Data records:
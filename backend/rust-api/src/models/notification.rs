use chrono::{DateTime, Utc};
use mongodb::bson::oid::ObjectId;
use serde::{Deserialize, Serialize};
use validator::Validate;

use super::{bson_datetime_as_chrono, bson_datetime_as_chrono_option};
use crate::models::user::UserRole;

pub const NOTIFICATIONS_COLLECTION: &str = "notifications";

#[derive(Debug, Clone, Copy, Serialize, Deserialize, PartialEq, Eq)]
#[serde(rename_all = "lowercase")]
pub enum NotificationStatus {
    Scheduled,
    Sent,
}

impl NotificationStatus {
    pub fn as_str(&self) -> &'static str {
        match self {
            NotificationStatus::Scheduled => "scheduled",
            NotificationStatus::Sent => "sent",
        }
    }
}

/// Who a notification is addressed to; resolved to user ids on creation
#[derive(Debug, Clone, Serialize, Deserialize, PartialEq)]
#[serde(tag = "type", rename_all = "lowercase")]
pub enum Audience {
    Users { user_ids: Vec<String> },
    Role { role: UserRole },
    Section { section_id: String },
    Course { course_id: String },
    /// Everyone in the sender's school
    School,
}

#[derive(Debug, Clone, Serialize, Deserialize)]
pub struct Notification {
    #[serde(rename = "_id", skip_serializing_if = "Option::is_none")]
    pub id: Option<ObjectId>,
    #[serde(default, skip_serializing_if = "Option::is_none")]
    pub school_id: Option<ObjectId>,
    #[serde(default, skip_serializing_if = "Option::is_none")]
    pub sender_id: Option<ObjectId>,
    pub title: String,
    pub message: String,
    pub audience: Audience,
    pub recipients: Vec<ObjectId>,
    #[serde(default)]
    pub read_by: Vec<ObjectId>,
    pub status: NotificationStatus,
    #[serde(
        default,
        skip_serializing_if = "Option::is_none",
        with = "bson_datetime_as_chrono_option"
    )]
    pub scheduled_at: Option<DateTime<Utc>>,
    #[serde(
        default,
        skip_serializing_if = "Option::is_none",
        with = "bson_datetime_as_chrono_option"
    )]
    pub sent_at: Option<DateTime<Utc>>,
    #[serde(rename = "createdAt", with = "bson_datetime_as_chrono")]
    pub created_at: DateTime<Utc>,
}

impl Notification {
    pub fn is_read_by(&self, user_id: &ObjectId) -> bool {
        self.read_by.contains(user_id)
    }

    pub fn view_for(&self, user_id: &ObjectId) -> NotificationView {
        NotificationView {
            id: self.id.map(|id| id.to_hex()).unwrap_or_default(),
            title: self.title.clone(),
            message: self.message.clone(),
            sender_id: self.sender_id.map(|id| id.to_hex()),
            is_read: self.is_read_by(user_id),
            sent_at: self.sent_at,
            created_at: self.created_at,
        }
    }
}

/// A notification from one recipient's point of view
#[derive(Debug, Clone, Serialize, Deserialize, PartialEq)]
pub struct NotificationView {
    pub id: String,
    pub title: String,
    pub message: String,
    pub sender_id: Option<String>,
    pub is_read: bool,
    pub sent_at: Option<DateTime<Utc>>,
    pub created_at: DateTime<Utc>,
}

/// Sender's view with delivery stats
#[derive(Debug, Serialize)]
pub struct SentNotificationResponse {
    pub id: String,
    pub title: String,
    pub message: String,
    pub audience: Audience,
    pub status: NotificationStatus,
    pub recipient_count: usize,
    pub read_count: usize,
    pub scheduled_at: Option<DateTime<Utc>>,
    pub sent_at: Option<DateTime<Utc>>,
    pub created_at: DateTime<Utc>,
}

impl From<Notification> for SentNotificationResponse {
    fn from(n: Notification) -> Self {
        SentNotificationResponse {
            id: n.id.map(|id| id.to_hex()).unwrap_or_default(),
            recipient_count: n.recipients.len(),
            read_count: n.read_by.len(),
            title: n.title,
            message: n.message,
            audience: n.audience,
            status: n.status,
            scheduled_at: n.scheduled_at,
            sent_at: n.sent_at,
            created_at: n.created_at,
        }
    }
}

#[derive(Debug, Clone, Deserialize, Validate)]
pub struct CreateNotificationRequest {
    #[validate(length(
        min = 1,
        max = 200,
        message = "Title must be between 1 and 200 characters"
    ))]
    pub title: String,

    #[validate(length(
        min = 1,
        max = 5000,
        message = "Message must be between 1 and 5000 characters"
    ))]
    pub message: String,

    pub audience: Audience,

    pub scheduled_at: Option<DateTime<Utc>>,
}

#[derive(Debug, Clone, Deserialize)]
pub struct ListNotificationsQuery {
    #[serde(default)]
    pub unread_only: bool,
    pub limit: Option<u32>,
    pub offset: Option<u32>,
}

#[derive(Debug, Serialize)]
pub struct UnreadCountResponse {
    pub unread: u64,
}

#[cfg(test)]
mod tests {
    use super::*;

    #[test]
    fn test_audience_json_shapes() {
        let role: Audience = serde_json::from_str(r#"{"type":"role","role":"teacher"}"#).unwrap();
        assert_eq!(
            role,
            Audience::Role {
                role: UserRole::Teacher
            }
        );

        let school: Audience = serde_json::from_str(r#"{"type":"school"}"#).unwrap();
        assert_eq!(school, Audience::School);

        assert!(serde_json::from_str::<Audience>(r#"{"type":"planet"}"#).is_err());
    }

    #[test]
    fn test_view_reports_read_flag_per_user() {
        let reader = ObjectId::new();
        let other = ObjectId::new();
        let notification = Notification {
            id: Some(ObjectId::new()),
            school_id: None,
            sender_id: None,
            title: "Exam".into(),
            message: "Friday".into(),
            audience: Audience::Users {
                user_ids: vec![reader.to_hex(), other.to_hex()],
            },
            recipients: vec![reader, other],
            read_by: vec![reader],
            status: NotificationStatus::Sent,
            scheduled_at: None,
            sent_at: Some(Utc::now()),
            created_at: Utc::now(),
        };
        assert!(notification.view_for(&reader).is_read);
        assert!(!notification.view_for(&other).is_read);
        let sent = SentNotificationResponse::from(notification);
        assert_eq!((sent.recipient_count, sent.read_count), (2, 1));
    }
}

Task:
Restate every record verbatim.

Result for this task:
filename backend/rust-api/src/models/notification.rs
use chrono::{DateTime, Utc};
use mongodb::bson::oid::ObjectId;
use serde::{Deserialize, Serialize};
use validator::Validate;

use super::{bson_datetime_as_chrono, bson_datetime_as_chrono_option};
use crate::models::user::UserRole;

pub const NOTIFICATIONS_COLLECTION: &str = "notifications";

#[derive(Debug, Clone, Copy, Serialize, Deserialize, PartialEq, Eq)]
#[serde(rename_all = "lowercase")]
pub enum NotificationStatus {
    Scheduled,
    Sent,
}

impl NotificationStatus {
    pub fn as_str(&self) -> &'static str {
        match self {
            NotificationStatus::Scheduled => "scheduled",
            NotificationStatus::Sent => "sent",
        }
    }
}

/// Who a notification is addressed to; resolved to user ids on creation
#[derive(Debug, Clone, Serialize, Deserialize, PartialEq)]
#[serde(tag = "type", rename_all = "lowercase")]
pub enum Audience {
    Users { user_ids: Vec<String> },
    Role { role: UserRole },
    Section { section_id: String },
    Course { course_id: String },
    /// Everyone in the sender's school
    School,
}

#[derive(Debug, Clone, Serialize, Deserialize)]
pub struct Notification {
    #[serde(rename = "_id", skip_serializing_if = "Option::is_none")]
    pub id: Option<ObjectId>,
    #[serde(default, skip_serializing_if = "Option::is_none")]
    pub school_id: Option<ObjectId>,
    #[serde(default, skip_serializing_if = "Option::is_none")]
    pub sender_id: Option<ObjectId>,
    pub title: String,
    pub message: String,
    pub audience: Audience,
    pub recipients: Vec<ObjectId>,
    #[serde(default)]
    pub read_by: Vec<ObjectId>,
    pub status: NotificationStatus,
    #[serde(
        default,
        skip_serializing_if = "Option::is_none",
        with = "bson_datetime_as_chrono_option"
    )]
    pub scheduled_at: Option<DateTime<Utc>>,
    #[serde(
        default,
        skip_serializing_if = "Option::is_none",
        with = "bson_datetime_as_chrono_option"
    )]
    pub sent_at: Option<DateTime<Utc>>,
    #[serde(rename = "createdAt", with = "bson_datetime_as_chrono")]
    pub created_at: DateTime<Utc>,
}

impl Notification {
    pub fn is_read_by(&self, user_id: &ObjectId) -> bool {
        self.read_by.contains(user_id)
    }

    pub fn view_for(&self, user_id: &ObjectId) -> NotificationView {
        NotificationView {
            id: self.id.map(|id| id.to_hex()).unwrap_or_default(),
            title: self.title.clone(),
            message: self.message.clone(),
            sender_id: self.sender_id.map(|id| id.to_hex()),
            is_read: self.is_read_by(user_id),
            sent_at: self.sent_at,
            created_at: self.created_at,
        }
    }
}

/// A notification from one recipient's point of view
#[derive(Debug, Clone, Serialize, Deserialize, PartialEq)]
pub struct NotificationView {
    pub id: String,
    pub title: String,
    pub message: String,
    pub sender_id: Option<String>,
    pub is_read: bool,
    pub sent_at: Option<DateTime<Utc>>,
    pub created_at: DateTime<Utc>,
}

/// Sender's view with delivery stats
#[derive(Debug, Serialize)]
pub struct SentNotificationResponse {
    pub id: String,
    pub title: String,
    pub message: String,
    pub audience: Audience,
    pub status: NotificationStatus,
    pub recipient_count: usize,
    pub read_count: usize,
    pub scheduled_at: Option<DateTime<Utc>>,
    pub sent_at: Option<DateTime<Utc>>,
    pub created_at: DateTime<Utc>,
}

impl From<Notification> for SentNotificationResponse {
    fn from(n: Notification) -> Self {
        SentNotificationResponse {
            id: n.id.map(|id| id.to_hex()).unwrap_or_default(),
            recipient_count: n.recipients.len(),
            read_count: n.read_by.len(),
            title: n.title,
            message: n.message,
            audience: n.audience,
            status: n.status,
            scheduled_at: n.scheduled_at,
            sent_at: n.sent_at,
            created_at: n.created_at,
        }
    }
}

#[derive(Debug, Clone, Deserialize, Validate)]
pub struct CreateNotificationRequest {
    #[validate(length(
        min = 1,
        max = 200,
        message = "Title must be between 1 and 200 characters"
    ))]
    pub title: String,

    #[validate(length(
        min = 1,
        max = 5000,
        message = "Message must be between 1 and 5000 characters"
    ))]
    pub message: String,

    pub audience: Audience,

    pub scheduled_at: Option<DateTime<Utc>>,
}

#[derive(Debug, Clone, Deserialize)]
pub struct ListNotificationsQuery {
    #[serde(default)]
    pub unread_only: bool,
    pub limit: Option<u32>,
    pub offset: Option<u32>,
}

#[derive(Debug, Serialize)]
pub struct UnreadCountResponse {
    pub unread: u64,
}

#[cfg(test)]
mod tests {
    use super::*;

    #[test]
    fn test_audience_json_shapes() {
        let role: Audience = serde_json::from_str(r#"{"type":"role","role":"teacher"}"#).unwrap();
        assert_eq!(
            role,
            Audience::Role {
                role: UserRole::Teacher
            }
        );

        let school: Audience = serde_json::from_str(r#"{"type":"school"}"#).unwrap();
        assert_eq!(school, Audience::School);

        assert!(serde_json::from_str::<Audience>(r#"{"type":"planet"}"#).is_err());
    }

    #[test]
    fn test_view_reports_read_flag_per_user() {
        let reader = ObjectId::new();
        let other = ObjectId::new();
        let notification = Notification {
            id: Some(ObjectId::new()),
            school_id: None,
            sender_id: None,
            title: "Exam".into(),
            message: "Friday".into(),
            audience: Audience::Users {
                user_ids: vec![reader.to_hex(), other.to_hex()],
            },
            recipients: vec![reader, other],
            read_by: vec![reader],
            status: NotificationStatus::Sent,
            scheduled_at: None,
            sent_at: Some(Utc::now()),
            created_at: Utc::now(),
        };
        assert!(notification.view_for(&reader).is_read);
        assert!(!notification.view_for(&other).is_read);
        let sent = SentNotificationResponse::from(notification);
        assert_eq!((sent.recipient_count, sent.read_count), (2, 1));
    }
}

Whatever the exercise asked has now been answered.